*** INFORMATION GIVEN ***

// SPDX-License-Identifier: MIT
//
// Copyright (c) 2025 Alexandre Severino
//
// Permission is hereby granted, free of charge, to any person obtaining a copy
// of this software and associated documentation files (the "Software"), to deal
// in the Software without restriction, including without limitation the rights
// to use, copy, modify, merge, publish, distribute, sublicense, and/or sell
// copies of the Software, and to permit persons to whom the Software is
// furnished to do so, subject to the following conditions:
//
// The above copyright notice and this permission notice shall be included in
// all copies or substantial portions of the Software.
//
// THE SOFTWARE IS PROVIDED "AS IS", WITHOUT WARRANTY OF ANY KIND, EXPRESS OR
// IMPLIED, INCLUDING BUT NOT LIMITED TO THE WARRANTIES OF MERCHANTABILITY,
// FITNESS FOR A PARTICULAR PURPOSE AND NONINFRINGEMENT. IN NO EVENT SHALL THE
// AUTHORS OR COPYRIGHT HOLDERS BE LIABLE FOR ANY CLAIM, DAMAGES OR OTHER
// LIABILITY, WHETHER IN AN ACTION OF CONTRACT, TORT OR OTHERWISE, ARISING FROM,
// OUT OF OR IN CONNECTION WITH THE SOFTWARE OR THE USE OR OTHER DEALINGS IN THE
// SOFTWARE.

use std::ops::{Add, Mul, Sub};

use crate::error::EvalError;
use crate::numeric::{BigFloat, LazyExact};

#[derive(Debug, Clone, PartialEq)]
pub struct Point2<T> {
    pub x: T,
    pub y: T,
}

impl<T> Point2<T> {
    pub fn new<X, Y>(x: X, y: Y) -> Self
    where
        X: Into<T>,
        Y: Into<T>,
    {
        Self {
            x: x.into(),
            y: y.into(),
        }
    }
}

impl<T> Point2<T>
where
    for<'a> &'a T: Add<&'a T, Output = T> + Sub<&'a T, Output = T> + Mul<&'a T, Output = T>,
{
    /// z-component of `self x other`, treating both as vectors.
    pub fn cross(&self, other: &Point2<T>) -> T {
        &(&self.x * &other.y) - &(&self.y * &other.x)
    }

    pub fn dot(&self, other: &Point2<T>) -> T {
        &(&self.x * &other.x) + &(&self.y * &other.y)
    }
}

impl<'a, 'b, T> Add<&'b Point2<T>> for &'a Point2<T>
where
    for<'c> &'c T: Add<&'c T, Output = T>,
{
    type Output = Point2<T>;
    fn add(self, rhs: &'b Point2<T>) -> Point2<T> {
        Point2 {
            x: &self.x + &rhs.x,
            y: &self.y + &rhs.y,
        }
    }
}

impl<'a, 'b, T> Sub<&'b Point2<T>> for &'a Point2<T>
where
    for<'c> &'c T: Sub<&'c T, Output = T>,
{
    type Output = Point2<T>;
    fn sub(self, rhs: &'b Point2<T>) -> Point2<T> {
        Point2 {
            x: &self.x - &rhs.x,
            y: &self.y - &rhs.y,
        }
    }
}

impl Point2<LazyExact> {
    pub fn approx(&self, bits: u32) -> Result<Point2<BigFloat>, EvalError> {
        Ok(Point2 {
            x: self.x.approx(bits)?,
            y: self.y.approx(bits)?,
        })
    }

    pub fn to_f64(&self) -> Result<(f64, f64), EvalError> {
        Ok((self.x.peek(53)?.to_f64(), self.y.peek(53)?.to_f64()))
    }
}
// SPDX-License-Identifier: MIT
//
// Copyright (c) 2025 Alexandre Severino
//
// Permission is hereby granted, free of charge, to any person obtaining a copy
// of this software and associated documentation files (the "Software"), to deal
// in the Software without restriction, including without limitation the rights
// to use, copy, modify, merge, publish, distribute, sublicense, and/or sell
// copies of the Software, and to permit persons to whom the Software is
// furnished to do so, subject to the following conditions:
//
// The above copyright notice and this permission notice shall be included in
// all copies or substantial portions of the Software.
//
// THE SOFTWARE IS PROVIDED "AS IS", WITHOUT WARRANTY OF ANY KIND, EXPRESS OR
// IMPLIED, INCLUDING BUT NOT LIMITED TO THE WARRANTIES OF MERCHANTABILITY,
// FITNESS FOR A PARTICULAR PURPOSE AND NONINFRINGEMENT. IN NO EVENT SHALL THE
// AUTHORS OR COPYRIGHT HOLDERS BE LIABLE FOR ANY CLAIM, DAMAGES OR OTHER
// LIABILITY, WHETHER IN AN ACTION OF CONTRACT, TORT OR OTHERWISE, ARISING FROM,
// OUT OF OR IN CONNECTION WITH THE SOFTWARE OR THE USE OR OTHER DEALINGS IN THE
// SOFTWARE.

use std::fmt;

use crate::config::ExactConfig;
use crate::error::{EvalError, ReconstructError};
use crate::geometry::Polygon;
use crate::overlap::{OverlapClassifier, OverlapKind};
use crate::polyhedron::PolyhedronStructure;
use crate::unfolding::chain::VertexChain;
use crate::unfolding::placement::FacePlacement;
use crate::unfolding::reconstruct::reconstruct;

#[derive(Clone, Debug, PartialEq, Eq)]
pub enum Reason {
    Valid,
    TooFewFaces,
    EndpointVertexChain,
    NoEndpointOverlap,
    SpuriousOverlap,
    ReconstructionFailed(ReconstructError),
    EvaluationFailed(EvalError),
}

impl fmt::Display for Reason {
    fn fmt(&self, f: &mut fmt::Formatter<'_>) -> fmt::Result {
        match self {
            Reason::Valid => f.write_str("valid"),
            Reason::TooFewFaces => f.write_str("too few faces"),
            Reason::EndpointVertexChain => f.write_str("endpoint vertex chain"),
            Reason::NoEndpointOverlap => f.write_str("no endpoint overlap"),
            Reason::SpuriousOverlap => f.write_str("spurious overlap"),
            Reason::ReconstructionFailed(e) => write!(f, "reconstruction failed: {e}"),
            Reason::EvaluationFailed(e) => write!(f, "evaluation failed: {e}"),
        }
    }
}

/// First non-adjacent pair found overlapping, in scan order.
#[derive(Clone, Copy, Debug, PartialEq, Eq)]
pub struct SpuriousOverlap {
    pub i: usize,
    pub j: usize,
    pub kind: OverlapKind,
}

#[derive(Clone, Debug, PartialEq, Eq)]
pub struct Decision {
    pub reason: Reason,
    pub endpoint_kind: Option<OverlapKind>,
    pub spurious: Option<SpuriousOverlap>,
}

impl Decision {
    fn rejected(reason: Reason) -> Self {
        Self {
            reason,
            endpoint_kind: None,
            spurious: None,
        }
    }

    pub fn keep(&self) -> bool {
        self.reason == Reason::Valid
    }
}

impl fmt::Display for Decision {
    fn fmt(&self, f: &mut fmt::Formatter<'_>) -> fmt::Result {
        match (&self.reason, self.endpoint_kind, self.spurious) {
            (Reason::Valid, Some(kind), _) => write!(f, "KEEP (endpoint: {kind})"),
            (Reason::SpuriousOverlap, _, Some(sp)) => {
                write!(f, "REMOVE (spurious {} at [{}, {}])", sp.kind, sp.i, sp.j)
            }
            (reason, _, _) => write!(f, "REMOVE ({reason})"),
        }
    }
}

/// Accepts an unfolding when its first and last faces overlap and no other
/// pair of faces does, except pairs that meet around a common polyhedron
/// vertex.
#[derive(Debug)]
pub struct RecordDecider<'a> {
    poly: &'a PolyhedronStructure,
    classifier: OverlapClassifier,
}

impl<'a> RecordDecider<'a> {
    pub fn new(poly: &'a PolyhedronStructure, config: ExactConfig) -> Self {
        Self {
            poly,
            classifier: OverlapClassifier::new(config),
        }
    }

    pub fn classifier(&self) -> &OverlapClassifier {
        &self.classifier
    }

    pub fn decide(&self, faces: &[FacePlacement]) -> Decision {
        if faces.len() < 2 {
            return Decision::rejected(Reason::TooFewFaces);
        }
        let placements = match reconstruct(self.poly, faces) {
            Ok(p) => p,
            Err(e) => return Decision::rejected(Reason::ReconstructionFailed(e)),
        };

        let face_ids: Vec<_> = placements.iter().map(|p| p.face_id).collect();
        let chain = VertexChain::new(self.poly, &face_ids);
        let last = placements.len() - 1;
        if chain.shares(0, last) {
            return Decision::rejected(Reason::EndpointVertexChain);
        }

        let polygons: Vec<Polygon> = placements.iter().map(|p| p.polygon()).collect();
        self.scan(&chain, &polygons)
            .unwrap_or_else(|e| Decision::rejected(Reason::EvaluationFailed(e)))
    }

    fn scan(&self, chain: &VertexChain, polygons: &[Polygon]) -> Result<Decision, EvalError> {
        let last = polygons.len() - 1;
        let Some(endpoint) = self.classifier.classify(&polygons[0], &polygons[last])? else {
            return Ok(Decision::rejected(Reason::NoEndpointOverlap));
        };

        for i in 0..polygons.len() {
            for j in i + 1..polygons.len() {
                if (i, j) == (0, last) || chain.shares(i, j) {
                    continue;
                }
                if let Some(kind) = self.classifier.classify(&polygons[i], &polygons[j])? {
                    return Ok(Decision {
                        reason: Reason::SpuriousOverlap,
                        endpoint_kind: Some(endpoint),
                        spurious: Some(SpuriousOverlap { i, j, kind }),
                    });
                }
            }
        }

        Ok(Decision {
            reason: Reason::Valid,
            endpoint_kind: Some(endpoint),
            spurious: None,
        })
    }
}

*** End of INFORMATION GIVEN ***
*** INFORMATION GIVEN ***

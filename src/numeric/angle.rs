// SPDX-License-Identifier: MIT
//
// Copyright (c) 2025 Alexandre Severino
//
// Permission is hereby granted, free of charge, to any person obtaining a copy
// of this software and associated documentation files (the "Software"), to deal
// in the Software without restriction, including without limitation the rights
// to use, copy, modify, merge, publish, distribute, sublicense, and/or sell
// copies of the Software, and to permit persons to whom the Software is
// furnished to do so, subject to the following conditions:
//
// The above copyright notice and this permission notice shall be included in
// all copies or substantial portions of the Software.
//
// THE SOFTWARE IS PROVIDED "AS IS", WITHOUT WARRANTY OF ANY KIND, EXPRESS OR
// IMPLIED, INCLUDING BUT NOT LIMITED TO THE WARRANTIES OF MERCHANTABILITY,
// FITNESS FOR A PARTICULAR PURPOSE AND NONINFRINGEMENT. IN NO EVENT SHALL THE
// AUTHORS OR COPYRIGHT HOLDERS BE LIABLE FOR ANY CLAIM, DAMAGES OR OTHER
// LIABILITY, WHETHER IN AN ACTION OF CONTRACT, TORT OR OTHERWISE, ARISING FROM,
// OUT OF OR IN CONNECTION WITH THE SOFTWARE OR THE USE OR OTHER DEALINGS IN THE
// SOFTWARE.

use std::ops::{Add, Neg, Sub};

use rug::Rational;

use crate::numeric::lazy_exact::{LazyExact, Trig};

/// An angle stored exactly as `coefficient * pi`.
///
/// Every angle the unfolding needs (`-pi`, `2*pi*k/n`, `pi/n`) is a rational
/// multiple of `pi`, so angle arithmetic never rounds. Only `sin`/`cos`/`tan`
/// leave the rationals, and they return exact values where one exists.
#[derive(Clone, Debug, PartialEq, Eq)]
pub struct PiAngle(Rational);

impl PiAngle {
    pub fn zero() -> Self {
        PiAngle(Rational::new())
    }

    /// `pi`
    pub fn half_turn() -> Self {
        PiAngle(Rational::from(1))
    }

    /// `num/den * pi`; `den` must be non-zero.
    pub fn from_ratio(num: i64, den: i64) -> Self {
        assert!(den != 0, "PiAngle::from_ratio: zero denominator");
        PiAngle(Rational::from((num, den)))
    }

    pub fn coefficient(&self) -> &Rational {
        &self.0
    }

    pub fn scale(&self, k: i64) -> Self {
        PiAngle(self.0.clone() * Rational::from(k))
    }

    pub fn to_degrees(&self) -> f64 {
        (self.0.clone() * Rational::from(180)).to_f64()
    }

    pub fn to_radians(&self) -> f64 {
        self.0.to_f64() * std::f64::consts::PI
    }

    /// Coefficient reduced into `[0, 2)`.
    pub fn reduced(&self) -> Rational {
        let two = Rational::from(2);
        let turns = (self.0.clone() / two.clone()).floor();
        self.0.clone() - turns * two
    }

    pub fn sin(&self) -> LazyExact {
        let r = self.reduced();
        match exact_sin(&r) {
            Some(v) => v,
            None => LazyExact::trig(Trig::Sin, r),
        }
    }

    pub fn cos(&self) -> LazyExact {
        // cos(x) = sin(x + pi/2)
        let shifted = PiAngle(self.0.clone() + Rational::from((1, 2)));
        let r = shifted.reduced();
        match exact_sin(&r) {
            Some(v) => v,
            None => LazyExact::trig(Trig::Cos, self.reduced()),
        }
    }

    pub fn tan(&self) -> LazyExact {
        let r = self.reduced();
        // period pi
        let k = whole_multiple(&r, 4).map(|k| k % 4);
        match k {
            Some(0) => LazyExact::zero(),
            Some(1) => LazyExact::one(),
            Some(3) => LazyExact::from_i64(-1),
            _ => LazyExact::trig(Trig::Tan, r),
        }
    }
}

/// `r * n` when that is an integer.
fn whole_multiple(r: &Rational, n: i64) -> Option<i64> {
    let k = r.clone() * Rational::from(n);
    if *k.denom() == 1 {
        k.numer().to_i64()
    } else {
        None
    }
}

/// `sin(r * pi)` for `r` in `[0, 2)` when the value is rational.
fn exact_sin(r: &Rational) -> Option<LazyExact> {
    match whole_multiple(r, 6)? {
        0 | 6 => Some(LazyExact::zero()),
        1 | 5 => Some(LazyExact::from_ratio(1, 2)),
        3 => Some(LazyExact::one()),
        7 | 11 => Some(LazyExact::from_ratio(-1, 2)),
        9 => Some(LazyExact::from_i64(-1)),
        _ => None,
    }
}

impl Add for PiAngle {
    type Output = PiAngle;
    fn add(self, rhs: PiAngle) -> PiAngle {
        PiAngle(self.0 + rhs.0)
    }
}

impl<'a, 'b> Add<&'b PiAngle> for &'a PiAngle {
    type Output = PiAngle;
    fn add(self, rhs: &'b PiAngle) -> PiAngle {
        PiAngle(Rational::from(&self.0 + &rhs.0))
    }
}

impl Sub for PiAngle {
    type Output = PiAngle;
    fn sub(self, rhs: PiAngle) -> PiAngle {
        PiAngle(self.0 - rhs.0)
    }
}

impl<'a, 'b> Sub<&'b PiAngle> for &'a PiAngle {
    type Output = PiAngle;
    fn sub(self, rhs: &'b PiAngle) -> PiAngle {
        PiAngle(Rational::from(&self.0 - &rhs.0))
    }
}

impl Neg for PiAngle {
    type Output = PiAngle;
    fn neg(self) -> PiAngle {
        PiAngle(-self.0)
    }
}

*** End of INFORMATION GIVEN ***

WHAT NEEDS TO BE DONE ::
Show me each line of the listing above with "collect" in it.

WRITTEN REPLY ::
        let face_ids: Vec<_> = placements.iter().map(|p| p.face_id).collect();
        let polygons: Vec<Polygon> = placements.iter().map(|p| p.polygon()).collect();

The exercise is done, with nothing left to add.